When two or more persons dispute about property or money in the hands of another, who has no interest in the dispute, he ought not to suffer in costs or damages for their litigation, or for the delay of payment or delivery Avhich it occasions, and these ought to be borne by him who wrongfully causes the litigation.
This rule of law is very obviously just, and is enforced wherever the forms of the proceeding are provided for such a case, or are deemed plastic enough to admit it. It appears abundantly in the common law interpleader case to be found in 9 Vin. Ab. 437, Interpleader (S. 2), a condensed summary of which may be found in 1 Casey 301. And it would of course, include interest in proper cases. It appears also in our execution attachment law of 16th June 1836, ss. 32, 34, providing that bail for damages shall be given before attaching stock not standing in the name of the defendant, or before another than the defendant shall be allowed to intervene and claim as his own, stock that does stand in the defendant’s name.
And so far as relates to costs, it appears in all our attachment cases, that a garnishee without fault recovers them, as a stakeholder does in interpleaders in equity; 6 Ves. Jr. 418; 9 Id. 107; 19 Id. 205; 5 Simons 19; 6 Johns. C. R. 445; 2 Paige 209; 1 Hopkins 224, 272; 1 Cowan 610, and in interpleaders under the British interpleader statute of 1 & 2 Wm. 4, c. 58; 3 M. & Scott 174, 180; 7 Scott 281. We have always held that the garnishee is not liable to interest pending the litigation ; 9 Barr 470. That damages are not usually given in equity interpleader cases, arises from the fact, that they usually stop by giving the stakeholder his costs, and sending the other parties to try their rights at law.
In this case the debt was due ón a judgment in favor of the railroad company, assigned on the record to Bakewell and Roberts, and these assignees, as well as the defendant, were summoned as garnishees.
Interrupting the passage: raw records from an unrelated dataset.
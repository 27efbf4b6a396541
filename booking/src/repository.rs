//! Booking persistence.
//!
//! The backing store is a single-slot key/value abstraction (the shape of a
//! browser local store): the whole booking collection lives as one JSON
//! array under one key. `append` is read-modify-write; a missing or corrupt
//! slot reads as the empty collection so one bad write never bricks the
//! form, while write failures surface to the caller.

use std::collections::HashMap;
use std::path::PathBuf;
use std::sync::Mutex;

use crate::types::BookingRecord;

/// Storage key holding the booking collection
pub const BOOKINGS_KEY: &str = "ggwp_bookings";

/// Errors surfaced by the persistence layer
#[derive(Debug, thiserror::Error)]
pub enum StorageError {
    /// Filesystem failure in the backing store
    #[error("storage I/O error: {0}")]
    Io(#[from] std::io::Error),

    /// The collection could not be encoded
    #[error("storage serialization error: {0}")]
    Serialize(#[from] serde_json::Error),

    /// Backend-specific failure
    #[error("storage backend error: {0}")]
    Backend(String),
}

/// Single-slot key/value store
///
/// Implementations must be cheap to call repeatedly; the repository
/// re-reads the slot on every operation rather than keeping a mirror.
pub trait KvStore: Send + Sync {
    /// Reads the value under `key`, `None` if absent
    ///
    /// # Errors
    ///
    /// Returns [`StorageError`] if the backend cannot be read.
    fn get(&self, key: &str) -> Result<Option<String>, StorageError>;

    /// Writes `value` under `key`, replacing any previous value
    ///
    /// # Errors
    ///
    /// Returns [`StorageError`] if the backend cannot be written.
    fn put(&self, key: &str, value: &str) -> Result<(), StorageError>;
}

/// In-memory store for tests and demos
#[derive(Debug, Default)]
pub struct MemoryKvStore {
    slots: Mutex<HashMap<String, String>>,
}

impl MemoryKvStore {
    /// Creates an empty store
    #[must_use]
    pub fn new() -> Self {
        Self::default()
    }
}

impl KvStore for MemoryKvStore {
    fn get(&self, key: &str) -> Result<Option<String>, StorageError> {
        let slots = self
            .slots
            .lock()
            .unwrap_or_else(std::sync::PoisonError::into_inner);
        Ok(slots.get(key).cloned())
    }

    fn put(&self, key: &str, value: &str) -> Result<(), StorageError> {
        let mut slots = self
            .slots
            .lock()
            .unwrap_or_else(std::sync::PoisonError::into_inner);
        slots.insert(key.to_string(), value.to_string());
        Ok(())
    }
}

/// File-backed store, one file per key under a directory
///
/// Durable across runs. Keys map directly to file names, so callers use
/// plain identifier-style keys.
#[derive(Debug)]
pub struct FileKvStore {
    dir: PathBuf,
}

impl FileKvStore {
    /// Creates a store rooted at `dir`, creating the directory if needed
    ///
    /// # Errors
    ///
    /// Returns [`StorageError::Io`] if the directory cannot be created.
    pub fn new(dir: impl Into<PathBuf>) -> Result<Self, StorageError> {
        let dir = dir.into();
        std::fs::create_dir_all(&dir)?;
        Ok(Self { dir })
    }

    fn path_for(&self, key: &str) -> PathBuf {
        self.dir.join(format!("{key}.json"))
    }
}

impl KvStore for FileKvStore {
    fn get(&self, key: &str) -> Result<Option<String>, StorageError> {
        match std::fs::read_to_string(self.path_for(key)) {
            Ok(value) => Ok(Some(value)),
            Err(error) if error.kind() == std::io::ErrorKind::NotFound => Ok(None),
            Err(error) => Err(error.into()),
        }
    }

    fn put(&self, key: &str, value: &str) -> Result<(), StorageError> {
        std::fs::write(self.path_for(key), value)?;
        Ok(())
    }
}

/// The booking collection interface the reducer depends on
///
/// Injected as a trait object so a server-backed implementation is a
/// drop-in replacement without touching the state machine.
pub trait BookingRepository: Send + Sync {
    /// Appends one record to the collection
    ///
    /// # Errors
    ///
    /// Returns [`StorageError`] if the updated collection cannot be
    /// persisted.
    fn append(&self, record: &BookingRecord) -> Result<(), StorageError>;

    /// Loads the full collection, oldest first
    ///
    /// # Errors
    ///
    /// Returns [`StorageError`] if the backend cannot be read at all; a
    /// missing or corrupt slot is NOT an error and reads as empty.
    fn load_all(&self) -> Result<Vec<BookingRecord>, StorageError>;
}

/// Repository storing the whole collection as one JSON array in one slot
#[derive(Debug)]
pub struct SlotRepository<K: KvStore> {
    store: K,
    key: String,
}

impl<K: KvStore> SlotRepository<K> {
    /// Creates a repository over `store` using the default key
    #[must_use]
    pub fn new(store: K) -> Self {
        Self::with_key(store, BOOKINGS_KEY)
    }

    /// Creates a repository over `store` using a custom key
    #[must_use]
    pub fn with_key(store: K, key: impl Into<String>) -> Self {
        Self {
            store,
            key: key.into(),
        }
    }

    /// Reads the slot leniently: absent, unreadable, or corrupt slots all
    /// yield the empty collection.
    fn read_slot(&self) -> Vec<BookingRecord> {
        let raw = match self.store.get(&self.key) {
            Ok(Some(raw)) => raw,
            Ok(None) => return Vec::new(),
            Err(error) => {
                tracing::warn!(%error, key = %self.key, "Booking slot unreadable, treating as empty");
                return Vec::new();
            }
        };

        match serde_json::from_str(&raw) {
            Ok(records) => records,
            Err(error) => {
                tracing::warn!(%error, key = %self.key, "Booking slot corrupt, treating as empty");
                Vec::new()
            }
        }
    }
}

impl<K: KvStore> BookingRepository for SlotRepository<K> {
    #[tracing::instrument(skip(self, record), fields(booking_id = %record.id))]
    fn append(&self, record: &BookingRecord) -> Result<(), StorageError> {
        let mut records = self.read_slot();
        records.push(record.clone());

        let encoded = serde_json::to_string(&records)?;
        self.store.put(&self.key, &encoded)?;

        tracing::debug!(total = records.len(), "Booking appended");
        Ok(())
    }

    fn load_all(&self) -> Result<Vec<BookingRecord>, StorageError> {
        Ok(self.read_slot())
    }
}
The defendant admitted the debt and suggested the assignment, and the assignees asserted their claim in defence of the defendant against the execution attachment. The case therefore became in fact, though not in form, a case of interpleader, and the defendant was bound to await its issue, before he could pay over the money. And he was in no fault in not paying the money into court, since the assignees, also parties to the suit, did not rule him to do so. His answer is not put upon our paper books, but we presume that, in admitting the debt, he admitted his readiness to pay it.
Execution set aside as to all interest accruing pending the execution attachment of Bell v. P. & C. R. R. Co., No 707, Nov. Term 1858, in the District Court, and record remitted at the costs of the plaintiffs below.